Russian President Dmitry Medvedev on Tuesday sharply suggested that Mitt Romney use his head and remember what year he's living in after the Republican presidential contender said Moscow was America's "No. 1 geopolitical foe."
Romney described Russia in those terms while criticizing President Barack Obama for his caught-on-tape remarks to Medvedev that he would have more room to negotiate on missile defense if he is re-elected in November.
During a briefing Tuesday in Seoul, where he and Obama were attending a nuclear security summit, the Russian leader said Romney's remarks "smacked of Hollywood" and sounded as if they came from the Cold War era.
Medvedev advised the White House hopefuls, including Romney, to "rely on reason, use their heads," adding, "that's not harmful for a presidential candidate." He further said, "It's 2012, not the mid-1970s, and whatever party he belongs to, he must take the existing realities into account."

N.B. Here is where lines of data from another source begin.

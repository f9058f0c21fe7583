use axum::{
    extract::{Path, State},
    routing::{get, post, put},
    Json, Router,
};
use healthstore_catalog::format_cents;
use healthstore_sale::{CartLine, CustomerRef, PosTerminal, Receipt, SaleStatus};
use serde::{Deserialize, Serialize};
use tracing::{info, warn};

use crate::error::AppError;
use crate::state::AppState;

// ============================================================================
// Request/Response Types
// ============================================================================

#[derive(Debug, Deserialize)]
pub struct AddItemRequest {
    pub product_id: String,
    #[serde(default = "default_quantity")]
    pub quantity: u32,
}

fn default_quantity() -> u32 {
    1
}

#[derive(Debug, Deserialize)]
pub struct SetQuantityRequest {
    pub quantity: i64,
}

#[derive(Debug, Deserialize)]
pub struct AssignCustomerRequest {
    /// `null` rings the sale up as a walk-in.
    pub customer_id: Option<String>,
}

#[derive(Debug, Serialize, Deserialize)]
pub struct SaleLineResponse {
    pub product_id: String,
    pub name: String,
    pub quantity: u32,
    pub stock: u32,
    pub unit_price_cents: i64,
    pub subtotal_cents: i64,
}

impl From<&CartLine> for SaleLineResponse {
    fn from(line: &CartLine) -> Self {
        Self {
            product_id: line.product_id().to_string(),
            name: line.product().name.clone(),
            quantity: line.quantity(),
            stock: line.product().stock,
            unit_price_cents: line.unit_price_cents(),
            subtotal_cents: line.subtotal_cents(),
        }
    }
}

#[derive(Debug, Serialize, Deserialize)]
pub struct SaleResponse {
    pub sale_id: String,
    pub customer: Option<CustomerRef>,
    pub lines: Vec<SaleLineResponse>,
    pub item_count: u32,
    pub total_cents: i64,
    pub currency: String,
    pub last_status: SaleStatus,
}

impl SaleResponse {
    fn new(terminal: &PosTerminal, currency: &str) -> Self {
        let sale = terminal.sale();
        Self {
            sale_id: sale.id().to_string(),
            customer: sale.customer().cloned(),
            lines: sale.lines().iter().map(SaleLineResponse::from).collect(),
            item_count: sale.item_count(),
            total_cents: terminal.total_cents(),
            currency: currency.to_string(),
            last_status: terminal.last_status(),
        }
    }
}

#[derive(Debug, Serialize, Deserialize)]
pub struct ReceiptResponse {
    #[serde(flatten)]
    pub receipt: Receipt,
    pub store_name: String,
    pub currency: String,
}

pub fn routes() -> Router<AppState> {
    Router::new()
        .route("/v1/sale", get(get_sale).delete(clear_sale))
        .route("/v1/sale/items", post(add_item))
        .route(
            "/v1/sale/items/{product_id}",
            put(set_quantity).delete(remove_item),
        )
        .route("/v1/sale/customer", put(assign_customer))
        .route("/v1/sale/checkout", post(checkout))
        .route("/v1/sale/receipt", get(last_receipt))
}

// ============================================================================
// Handlers
// ============================================================================

/// GET /v1/sale
pub async fn get_sale(State(state): State<AppState>) -> Json<SaleResponse> {
    let terminal = state.terminal.lock().await;
    Json(SaleResponse::new(&terminal, &state.store.currency))
}

/// DELETE /v1/sale
/// Abandon the open sale
pub async fn clear_sale(State(state): State<AppState>) -> Json<SaleResponse> {
    let mut terminal = state.terminal.lock().await;
    terminal.clear();
    Json(SaleResponse::new(&terminal, &state.store.currency))
}

/// POST /v1/sale/items
pub async fn add_item(
    State(state): State<AppState>,
    Json(req): Json<AddItemRequest>,
) -> Result<Json<SaleResponse>, AppError> {
    let mut terminal = state.terminal.lock().await;
    terminal.add_product(&req.product_id, req.quantity).await?;
    Ok(Json(SaleResponse::new(&terminal, &state.store.currency)))
}

/// PUT /v1/sale/items/:product_id
/// Checked against current catalog stock. A product that is not in the sale is
/// ignored; `last_status` reports NOT_FOUND
pub async fn set_quantity(
    State(state): State<AppState>,
    Path(product_id): Path<String>,
    Json(req): Json<SetQuantityRequest>,
) -> Result<Json<SaleResponse>, AppError> {
    let mut terminal = state.terminal.lock().await;
    terminal.set_quantity(&product_id, req.quantity).await?;
    Ok(Json(SaleResponse::new(&terminal, &state.store.currency)))
}

/// DELETE /v1/sale/items/:product_id
pub async fn remove_item(
    State(state): State<AppState>,
    Path(product_id): Path<String>,
) -> Json<SaleResponse> {
    let mut terminal = state.terminal.lock().await;
    terminal.remove_product(&product_id);
    Json(SaleResponse::new(&terminal, &state.store.currency))
}

/// PUT /v1/sale/customer
pub async fn assign_customer(
    State(state): State<AppState>,
    Json(req): Json<AssignCustomerRequest>,
) -> Result<Json<SaleResponse>, AppError> {
    let mut terminal = state.terminal.lock().await;
    terminal.assign_customer(req.customer_id.as_deref()).await?;
    Ok(Json(SaleResponse::new(&terminal, &state.store.currency)))
}

/// POST /v1/sale/checkout
/// Finalize the sale, take the sold units off the shelf and publish the sale.
/// The register stays locked until the stock is updated.
pub async fn checkout(State(state): State<AppState>) -> Result<Json<ReceiptResponse>, AppError> {
    let mut terminal = state.terminal.lock().await;
    let receipt = terminal.checkout()?;

    let event = receipt.to_event();
    state.products.apply_sale(&event.lines).await?;
    drop(terminal);

    if state.sales_tx.send(event).is_err() {
        warn!("No sale listeners for {}", receipt.transaction_id());
    }
    info!(
        "Checkout complete: {} ({} {})",
        receipt.transaction_id(),
        format_cents(receipt.total_cents()),
        state.store.currency
    );

    Ok(Json(ReceiptResponse {
        receipt,
        store_name: state.store.name.clone(),
        currency: state.store.currency.clone(),
    }))
}

/// GET /v1/sale/receipt
/// Receipt of the most recent checkout
pub async fn last_receipt(State(state): State<AppState>) -> Result<Json<ReceiptResponse>, AppError> {
    let terminal = state.terminal.lock().await;
    let receipt = terminal
        .last_receipt()
        .cloned()
        .ok_or_else(|| AppError::NotFoundError("no completed sale yet".to_string()))?;

    Ok(Json(ReceiptResponse {
        receipt,
        store_name: state.store.name.clone(),
        currency: state.store.currency.clone(),
    }))
}
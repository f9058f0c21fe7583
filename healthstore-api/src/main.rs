use std::net::SocketAddr;

use anyhow::Context;
use healthstore_api::{app, worker, AppState};
use healthstore_store::{app_config::Config, SeedData};
use tracing_subscriber::{layer::SubscriberExt, util::SubscriberInitExt};

#[tokio::main]
async fn main() -> anyhow::Result<()> {
    tracing_subscriber::registry()
        .with(
            tracing_subscriber::EnvFilter::try_from_default_env()
                .unwrap_or_else(|_| "healthstore_api=debug,healthstore_sale=debug,tower_http=debug".into()),
        )
        .with(tracing_subscriber::fmt::layer())
        .init();

    let config = Config::load().context("Failed to load config")?;
    tracing::info!("Starting {} on port {}", config.store.name, config.server.port);

    let seed = match &config.catalog.seed_path {
        Some(path) => SeedData::load(path).context("Failed to load seed data")?,
        None => {
            tracing::warn!("No catalog.seed_path configured, starting with an empty catalog");
            SeedData::default()
        }
    };

    let app_state = AppState::from_seed(seed, &config).context("Invalid seed data")?;

    tokio::spawn(worker::start_sale_worker(
        app_state.sales_tx.subscribe(),
        app_state.customers.clone(),
    ));

    let app = app(app_state);

    let addr = SocketAddr::from(([0, 0, 0, 0], config.server.port));
    tracing::info!("Listening on {}", addr);

    let listener = tokio::net::TcpListener::bind(addr).await?;
    axum::serve(listener, app).await?;
    Ok(())
}
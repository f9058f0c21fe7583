use axum::{http::Method, routing::get, Json, Router};
use serde_json::{json, Value};
use tower_http::cors::CorsLayer;
use tower_http::trace::TraceLayer;

pub mod admin;
pub mod catalog;
pub mod error;
pub mod sale;
pub mod state;
pub mod worker;

pub use state::AppState;

pub fn app(state: AppState) -> Router {
    // CORS Middleware
    let cors = CorsLayer::new()
        .allow_origin(tower_http::cors::Any)
        .allow_methods([Method::GET, Method::POST, Method::PUT, Method::DELETE, Method::OPTIONS])
        .allow_headers([
            axum::http::header::AUTHORIZATION,
            axum::http::header::CONTENT_TYPE,
            axum::http::header::USER_AGENT,
        ]);

    Router::new()
        .route("/health", get(health))
        .merge(catalog::routes())
        .merge(sale::routes())
        .merge(admin::routes())
        .layer(cors)
        .layer(TraceLayer::new_for_http())
        .with_state(state)
}

async fn health() -> Json<Value> {
    Json(json!({ "status": "ok" }))
}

NATO's U.S.-led missile defense plans have long been an irritant in relations with Moscow, which has rejected the U.S. assurances that the shield is needed to fend off an Iranian missile threat and voiced concern that it will eventually grow into a threat to Russia's nuclear deterrent.
In a Monday meeting on the sidelines of the summit, Obama's remarks to Medvedev were picked up by a microphone without either apparently knowing.
"This is my last election," Obama was heard telling the Russian president. "After my election, I have more flexibility."
Medvedev replied in English that he would convey the message to Vladimir Putin, who reclaimed the presidency in an election earlier this month and will formally take office in May.
Seeking to contain the gaffe, Obama has said he wants to spend the rest of the year working through technical issues related to the missile defense dispute with the Russians and that it was not surprising that a deal couldn't be completed quickly.
Medvedev echoed Obama on Tuesday, saying that "there are no secrets here, and it's not surprising that a number of issues are better solved in a specific political situation."
"There are good and bad periods for solving things," he said. "And it's quite obvious that the situation when all political forces are stable is the best time for that."
Medvedev, who is expected to take over as prime minister, the job Putin is leaving, added that while Obama has always stood firm for the U.S. interests, he has been a good partner who has helped establish a "friendly and trusting" dialogue.
"I consider our dialogue with President Obama over the last few years to have been exemplary," Medvedev said. "The most important thing for a dialogue is for the parties to hear one another. And he has been a very comfortable partner in that sense."